DocChat Lanka - File Processor & Q&A System
DocChat Lanka allows users to upload documents (PDFs), and using advanced AI-based models like Meta LLAMA 3.1 and Groq hardware acceleration, it processes these documents into manageable text chunks. You can then query the content of these documents in natural language, and the system will provide responses that are contextually based on the document content. All queries and answers are stored and made accessible via a history feature.

Text-to-Image Generator
The Text-to-Image Generator application allows users to generate AI-driven images based on text prompts. Utilizing FastAPI for the backend and the Stable Diffusion model for image generation, this project provides a user-friendly web interface for creating custom images. It also supports negative prompts, which allow users to specify elements they want to exclude from the generated image.

AI Chat Generator - DialoGPT Generative Artificial Intelligence
This project implements an AI chat generator using DialoGPT, a conversational AI model. The application allows users to have natural conversations with the AI, demonstrating the capabilities of generative language models.

Real-Time Pose Estimation with TensorFlow.js and JavaScript
This project showcases a real-time human pose estimation system built with TensorFlow.js and JavaScript. It uses pre-trained machine learning models to detect key points in the human body and predict poses from live camera feeds, all within a web browser.

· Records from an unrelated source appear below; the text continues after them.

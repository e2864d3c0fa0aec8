//! CMS entries and entry queries

use chrono::{DateTime, Utc};
use serde::{Deserialize, Serialize};
use serde_json::{Map, Value};

/// Publication state of an entry as seen by the API that returned it
#[derive(Debug, Clone, Copy, Default, PartialEq, Eq, Serialize, Deserialize)]
#[serde(rename_all = "lowercase")]
pub enum EntryStatus {
    #[default]
    Published,
    Draft,
    Changed,
}

impl EntryStatus {
    /// Derive the status from an entry's `sys` block.
    ///
    /// The delivery API only ever returns published content. For preview
    /// entries a missing `publishedVersion` means the entry was never
    /// published, and a version more than one ahead of it means there are
    /// unpublished edits.
    pub fn from_sys(sys: &Value, preview: bool) -> Self {
        if !preview {
            return EntryStatus::Published;
        }

        let version = sys.get("version").and_then(Value::as_u64);
        let published = sys.get("publishedVersion").and_then(Value::as_u64);

        match (version, published) {
            (Some(v), Some(p)) if v > p + 1 => EntryStatus::Changed,
            (_, Some(_)) => EntryStatus::Published,
            _ if sys.get("publishedAt").is_some() || sys.get("firstPublishedAt").is_some() => {
                EntryStatus::Published
            }
            _ => EntryStatus::Draft,
        }
    }
}

/// An opaque CMS record: content type plus loosely typed fields
#[derive(Debug, Clone, Default, PartialEq, Serialize, Deserialize)]
pub struct ContentEntry {
    pub id: String,
    pub content_type: String,
    pub fields: Map<String, Value>,
    #[serde(default)]
    pub status: EntryStatus,
    pub created_at: Option<DateTime<Utc>>,
    pub updated_at: Option<DateTime<Utc>>,
}

impl ContentEntry {
    /// Create an entry from a content type and a field map
    pub fn new(content_type: impl Into<String>, fields: Map<String, Value>) -> Self {
        Self {
            content_type: content_type.into(),
            fields,
            ..Default::default()
        }
    }

    /// Parse an item of a delivery API `items` array.
    ///
    /// Returns `None` when the item has no `sys.id`.
    pub fn from_json(item: &Value, preview: bool) -> Option<Self> {
        let sys = item.get("sys")?;
        let id = sys.get("id")?.as_str()?.to_string();

        let content_type = sys
            .pointer("/contentType/sys/id")
            .and_then(Value::as_str)
            .unwrap_or_default()
            .to_string();

        let fields = item
            .get("fields")
            .and_then(Value::as_object)
            .cloned()
            .unwrap_or_default();

        Some(Self {
            id,
            content_type,
            fields,
            status: EntryStatus::from_sys(sys, preview),
            created_at: parse_timestamp(sys.get("createdAt")),
            updated_at: parse_timestamp(sys.get("updatedAt")),
        })
    }

    /// Get a raw field value
    pub fn field(&self, name: &str) -> Option<&Value> {
        self.fields.get(name)
    }

    /// The entry's `slug` field, if it has one
    pub fn slug(&self) -> Option<&str> {
        self.field("slug").and_then(Value::as_str).filter(|s| !s.is_empty())
    }
}

fn parse_timestamp(value: Option<&Value>) -> Option<DateTime<Utc>> {
    value
        .and_then(Value::as_str)
        .and_then(|s| DateTime::parse_from_rfc3339(s).ok())
        .map(|dt| dt.with_timezone(&Utc))
}

/// A read query against a content source
#[derive(Debug, Clone, Default, PartialEq)]
pub struct EntryQuery {
    pub content_type: Option<String>,
    /// Equality filters in delivery API syntax (`fields.slug`, `sys.id`)
    pub filters: Vec<(String, String)>,
    pub limit: Option<u32>,
    pub include: Option<u8>,
}

impl EntryQuery {
    /// Query all entries of a content type
    pub fn content_type(content_type: impl Into<String>) -> Self {
        Self {
            content_type: Some(content_type.into()),
            ..Default::default()
        }
    }

    /// Query a single entry by id
    pub fn by_id(id: impl Into<String>) -> Self {
        Self::default().filter("sys.id", id).limit(1)
    }

    /// Add an equality filter on an entry field
    pub fn field(self, name: &str, value: impl Into<String>) -> Self {
        self.filter(format!("fields.{}", name), value)
    }

    /// Add a raw equality filter
    pub fn filter(mut self, key: impl Into<String>, value: impl Into<String>) -> Self {
        self.filters.push((key.into(), value.into()));
        self
    }

    pub fn limit(mut self, limit: u32) -> Self {
        self.limit = Some(limit);
        self
    }

    pub fn include(mut self, depth: u8) -> Self {
        self.include = Some(depth);
        self
    }

    /// Query-string parameters for the delivery API
    pub fn to_params(&self, default_include: u8) -> Vec<(String, String)> {
        let mut params = Vec::new();
        if let Some(ct) = &self.content_type {
            params.push(("content_type".to_string(), ct.clone()));
        }
        params.extend(self.filters.iter().cloned());
        if let Some(limit) = self.limit {
            params.push(("limit".to_string(), limit.to_string()));
        }
        params.push((
            "include".to_string(),
            self.include.unwrap_or(default_include).to_string(),
        ));
        params
    }

    /// Evaluate the query against an entry held in memory
    pub fn matches(&self, entry: &ContentEntry) -> bool {
        if let Some(ct) = &self.content_type {
            if &entry.content_type != ct {
                return false;
            }
        }

        self.filters.iter().all(|(key, expected)| {
            if key == "sys.id" {
                return &entry.id == expected;
            }
            match key.strip_prefix("fields.") {
                Some(name) => match entry.field(name) {
                    Some(Value::String(s)) => s == expected,
                    Some(Value::Number(n)) => &n.to_string() == expected,
                    Some(Value::Bool(b)) => &b.to_string() == expected,
                    _ => false,
                },
                None => {
                    tracing::debug!("Unsupported filter {} ignored as non-matching", key);
                    false
                }
            }
        })
    }
}

#[cfg(test)]
mod tests {
    use super::*;
    use serde_json::json;

    #[test]
    fn test_from_json() {
        let item = json!({
            "sys": {
                "id": "abc",
                "contentType": { "sys": { "id": "productPage" } },
                "createdAt": "2024-03-01T10:00:00.000Z",
                "updatedAt": "2024-03-02T10:00:00Z"
            },
            "fields": { "slug": "cash-loan", "title": "Cash Loan" }
        });
        let entry = ContentEntry::from_json(&item, false).unwrap();
        assert_eq!(entry.id, "abc");
        assert_eq!(entry.content_type, "productPage");
        assert_eq!(entry.slug(), Some("cash-loan"));
        assert_eq!(entry.status, EntryStatus::Published);
        assert!(entry.created_at.is_some());
        assert!(entry.updated_at.is_some());
    }

    #[test]
    fn test_from_json_without_id() {
        assert!(ContentEntry::from_json(&json!({ "fields": {} }), false).is_none());
    }

    #[test]
    fn test_preview_status() {
        assert_eq!(EntryStatus::from_sys(&json!({ "version": 3 }), true), EntryStatus::Draft);
        assert_eq!(
            EntryStatus::from_sys(&json!({ "version": 5, "publishedVersion": 2 }), true),
            EntryStatus::Changed
        );
        assert_eq!(
            EntryStatus::from_sys(&json!({ "version": 3, "publishedVersion": 2 }), true),
            EntryStatus::Published
        );
        assert_eq!(EntryStatus::from_sys(&json!({}), false), EntryStatus::Published);
    }

    #[test]
    fn test_query_params() {
        let query = EntryQuery::content_type("productPage")
            .field("slug", "cash-loan")
            .limit(1);
        assert_eq!(
            query.to_params(2),
            vec![
                ("content_type".to_string(), "productPage".to_string()),
                ("fields.slug".to_string(), "cash-loan".to_string()),
                ("limit".to_string(), "1".to_string()),
                ("include".to_string(), "2".to_string()),
            ]
        );
    }

    #[test]
    fn test_query_matches() {
        let mut fields = Map::new();
        fields.insert("slug".to_string(), json!("gold-loan"));
        fields.insert("order".to_string(), json!(3));
        let mut entry = ContentEntry::new("productPage", fields);
        entry.id = "p1".to_string();

        assert!(EntryQuery::content_type("productPage").matches(&entry));
        assert!(!EntryQuery::content_type("homePage").matches(&entry));
        assert!(EntryQuery::content_type("productPage")
            .field("slug", "gold-loan")
            .matches(&entry));
        assert!(EntryQuery::content_type("productPage")
            .field("order", "3")
            .matches(&entry));
        assert!(!EntryQuery::content_type("productPage")
            .field("slug", "cash-loan")
            .matches(&entry));
        assert!(EntryQuery::by_id("p1").matches(&entry));
        assert!(!EntryQuery::default().filter("sys.locale", "en").matches(&entry));
    }
}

Real-Time Body Segmentation using Computer Vision
This project is a Real-Time Body Segmentation application using TensorFlow.js and BodyPix. It processes live webcam footage and segments body parts in real-time, visualizing them with colored masks. The project uses React for the front-end and Bootstrap for styling.

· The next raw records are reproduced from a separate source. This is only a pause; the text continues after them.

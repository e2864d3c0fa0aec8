//! Configuration module

pub mod env;
mod site;

pub use env::CmsCredentials;
pub use site::CmsConfig;
pub use site::ImageConfig;
pub use site::SiteConfig;
pub use site::WebhookConfig;
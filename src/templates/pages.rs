//! Page bodies. Each page falls back to built-in sample content when
//! no data is supplied.

use super::{defaults, sections, RenderContext};
use crate::model::{CorporatePageData, HomePageData, ProductPageData};

/// hero → trust indicators → products → features → FAQ → CTA
pub fn home(ctx: &RenderContext, data: Option<&HomePageData>) -> String {
    let fallback;
    let data = match data {
        Some(data) => data,
        None => {
            fallback = defaults::home();
            &fallback
        }
    };

    [
        sections::hero(ctx, &data.hero),
        sections::trust_indicators(&data.trust_indicators),
        sections::product_grid(ctx, &data.products),
        sections::feature_list("features", "Why choose us", &data.features),
        sections::faq_list(&data.faqs),
        sections::cta_section(ctx, &data.cta),
    ]
    .concat()
}

/// hero → key facts → features → benefits and eligibility → enquiry form → FAQ → CTA
pub fn product(ctx: &RenderContext, data: Option<&ProductPageData>) -> String {
    let fallback;
    let data = match data {
        Some(data) => data,
        None => {
            fallback = defaults::product(defaults::PRODUCT_SLUGS[0]);
            &fallback
        }
    };

    [
        sections::hero(ctx, &data.hero_section),
        sections::key_facts(&data.key_facts, &data.loan_range),
        sections::feature_list("features", "Features", &data.features),
        sections::benefits_eligibility(&data.benefits, &data.eligibility),
        sections::enquiry_form(ctx, &data.slug, &data.title),
        sections::faq_list(&data.faqs),
        sections::cta_section(ctx, &data.cta),
    ]
    .concat()
}

/// hero → stats → body → values → team → CTA
pub fn corporate(ctx: &RenderContext, data: Option<&CorporatePageData>) -> String {
    let fallback;
    let data = match data {
        Some(data) => data,
        None => {
            fallback = defaults::corporate(defaults::CORPORATE_SLUGS[0]);
            &fallback
        }
    };

    [
        sections::hero(ctx, &data.hero),
        sections::stats(&data.stats),
        sections::body(&data.body_html),
        sections::feature_list("values", "Our values", &data.values),
        sections::team(ctx, &data.team),
        sections::cta_section(ctx, &data.cta),
    ]
    .concat()
}
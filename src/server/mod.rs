//! Development server for the generated site

use anyhow::Result;
use axum::Router;
use std::net::SocketAddr;
use tower_http::services::{ServeDir, ServeFile};
use tower_http::trace::TraceLayer;

use crate::Site;

/// Router serving the public directory, with `404.html` for unknown paths
pub fn router(site: &Site) -> Router {
    let not_found = ServeFile::new(site.public_dir.join("404.html"));
    let files = ServeDir::new(&site.public_dir)
        .append_index_html_on_directories(true)
        .not_found_service(not_found);

    Router::new()
        .fallback_service(files)
        .layer(TraceLayer::new_for_http())
}

/// Resolve the bind address; `localhost` binds to the IPv4 loopback
fn bind_addr(ip: &str, port: u16) -> Result<SocketAddr> {
    let bind_ip = if ip == "localhost" { "127.0.0.1" } else { ip };
    Ok(format!("{}:{}", bind_ip, port).parse()?)
}

/// Serve the public directory, optionally rebuilding on changes
pub async fn start(site: &Site, ip: &str, port: u16, preview: bool, watch: bool) -> Result<()> {
    let addr = bind_addr(ip, port)?;
    let app = router(site);

    println!("Server running at http://{}:{}", ip, port);
    if watch {
        println!("Rebuilding on changes.");
    }
    println!("Press Ctrl+C to stop.");

    if watch {
        let site = site.clone();
        tokio::spawn(async move {
            if let Err(e) = crate::commands::generate::watch(&site, preview).await {
                tracing::error!("File watcher error: {}", e);
            }
        });
    }

    let listener = tokio::net::TcpListener::bind(addr).await?;
    axum::serve(listener, app).await?;

    Ok(())
}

Real-Time Gesture Recognition with TensorFlow.js + React.js + Fingerpose
This is a real-time AI-powered gesture recognition application built using React.js, TensorFlow.js, and Fingerpose. The application uses a webcam to detect hand gestures such as the 'Victory' and 'Thumbs Up' gestures. The detected gestures are then visually represented by emojis.

Object Detection App using TensorFlow.js and React.js
This Object Detection App is built using TensorFlow.js and React.js. The app enables real-time object detection using the COCO-SSD model, which can recognize and detect 80 different classes of objects in images or live webcam feeds. The user interface is designed using Bootstrap for a sleek, responsive design with a modern look.

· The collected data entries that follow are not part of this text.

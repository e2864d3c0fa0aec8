//! Navigation and footer transforms

use super::FieldReader;
use crate::cms::ContentEntry;
use crate::model::{Action, FooterData, FooterSection, NavLink, NavigationData, SocialLink};

/// Nested menus deeper than this are flattened away
const MAX_NAV_DEPTH: usize = 2;

/// Map a `navigation` entry to [`NavigationData`]
pub fn transform_navigation(entry: &ContentEntry) -> NavigationData {
    let f = FieldReader::of_entry(entry);

    NavigationData {
        logo_text: f.text("logoText"),
        logo_url: f.asset_url("logo"),
        links: nav_links(&f, "links", 1),
        cta: f.action("ctaText", "ctaLink"),
    }
}

fn nav_links(f: &FieldReader, name: &str, depth: usize) -> Vec<NavLink> {
    f.objects(name)
        .iter()
        .map(|l| NavLink {
            label: l.text("label"),
            href: l.first_text(&["href", "url"]),
            children: if depth < MAX_NAV_DEPTH {
                nav_links(l, "children", depth + 1)
            } else {
                Vec::new()
            },
        })
        .filter(|l| !l.label.is_empty())
        .collect()
}

/// Map a `footer` entry to [`FooterData`]
pub fn transform_footer(entry: &ContentEntry) -> FooterData {
    let f = FieldReader::of_entry(entry);

    FooterData {
        description: f.text("description"),
        sections: f
            .objects("sections")
            .iter()
            .map(|s| FooterSection {
                title: s.text("title"),
                links: s
                    .objects("links")
                    .iter()
                    .filter_map(|l| {
                        let href = l.first_text(&["href", "url"]);
                        let label = l.text("label");
                        (!label.is_empty() && !href.is_empty()).then(|| Action { label, href })
                    })
                    .collect(),
            })
            .collect(),
        social_links: f
            .objects("socialLinks")
            .iter()
            .map(|s| SocialLink {
                platform: s.text("platform"),
                href: s.first_text(&["href", "url"]),
            })
            .filter(|s| !s.href.is_empty())
            .collect(),
        copyright: f.text("copyright"),
        disclaimer: f.text("disclaimer"),
    }
}

#[cfg(test)]
mod tests {
    use super::*;
    use serde_json::json;

    fn entry(ct: &str, fields: serde_json::Value) -> ContentEntry {
        ContentEntry::new(ct, fields.as_object().cloned().unwrap())
    }

    #[test]
    fn test_navigation() {
        let data = transform_navigation(&entry(
            "navigation",
            json!({
                "logoText": "Finsite",
                "links": [
                    { "label": "Loans", "href": "/products/", "children": [
                        { "label": "Cash Loan", "url": "/products/cash-loan/", "children": [
                            { "label": "Too deep", "href": "/x" }
                        ]}
                    ]},
                    { "href": "/no-label" }
                ],
                "ctaText": "Apply",
                "ctaLink": "/apply"
            }),
        ));
        assert_eq!(data.logo_text, "Finsite");
        assert_eq!(data.links.len(), 1);
        assert_eq!(data.links[0].children[0].href, "/products/cash-loan/");
        assert!(data.links[0].children[0].children.is_empty());
        assert_eq!(data.cta, Some(Action::new("Apply", "/apply")));
    }

    #[test]
    fn test_footer() {
        let data = transform_footer(&entry(
            "footer",
            json!({
                "sections": [{ "title": "Company", "links": [
                    { "label": "About", "href": "/about-us/" },
                    { "label": "Broken" }
                ]}],
                "socialLinks": [{ "platform": "linkedin", "url": "https://linkedin.com/company/x" }, { "platform": "x" }],
                "copyright": "© Finsite"
            }),
        ));
        assert_eq!(data.sections[0].links, vec![Action::new("About", "/about-us/")]);
        assert_eq!(data.social_links.len(), 1);
        assert_eq!(data.copyright, "© Finsite");
        assert_eq!(data.disclaimer, "");
    }

    #[test]
    fn test_empty_entries() {
        assert_eq!(transform_navigation(&ContentEntry::default()), NavigationData::default());
        assert_eq!(transform_footer(&ContentEntry::default()), FooterData::default());
    }
}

Hand Tracking with OpenCV and Computer Vision
This project demonstrates hand tracking using OpenCV and the cvzone Hand Tracking Module. The system detects the position of hands in real time through a webcam, captures 21 hand landmarks, and sends the coordinates to a server using the UDP protocol for further processing.

Finger Counter using Hand Tracking Computer Vision OpenCV Python
This project is a computer vision-based finger counter built using OpenCV and a custom Hand Tracking Module. The system detects the number of fingers raised in front of the webcam in real time and displays the corresponding finger count image.

Face Distance Measurement with a Webcam using Computer Vision
This project demonstrates real-time face distance measurement using a normal webcam. The program detects a face, measures the distance between two facial points, and calculates the depth of the face from the camera using computer vision techniques. Additionally, it displays dynamic text messages based on the measured distance.

Hand Gesture Controlled Presentation using Computer Vision
The Hand Gesture Controlled Presentation project allows users to navigate through presentation slides using hand gestures. Leveraging computer vision techniques with OpenCV and cvzone, this application enables intuitive control over presentations without the need for a keyboard or mouse.

Eye Blink Counter using OpenCV and Computer Vision
The Eye Blink Counter is a computer vision application that detects eye blinks in real-time using OpenCV and the cvzone library. By utilizing face mesh detection, it calculates the blink ratio based on the vertical and horizontal distances between key landmarks around the eyes. This application can be useful for monitoring blink frequency, which can be beneficial in various contexts, such as driver alertness, fatigue detection, or even user interaction in gaming.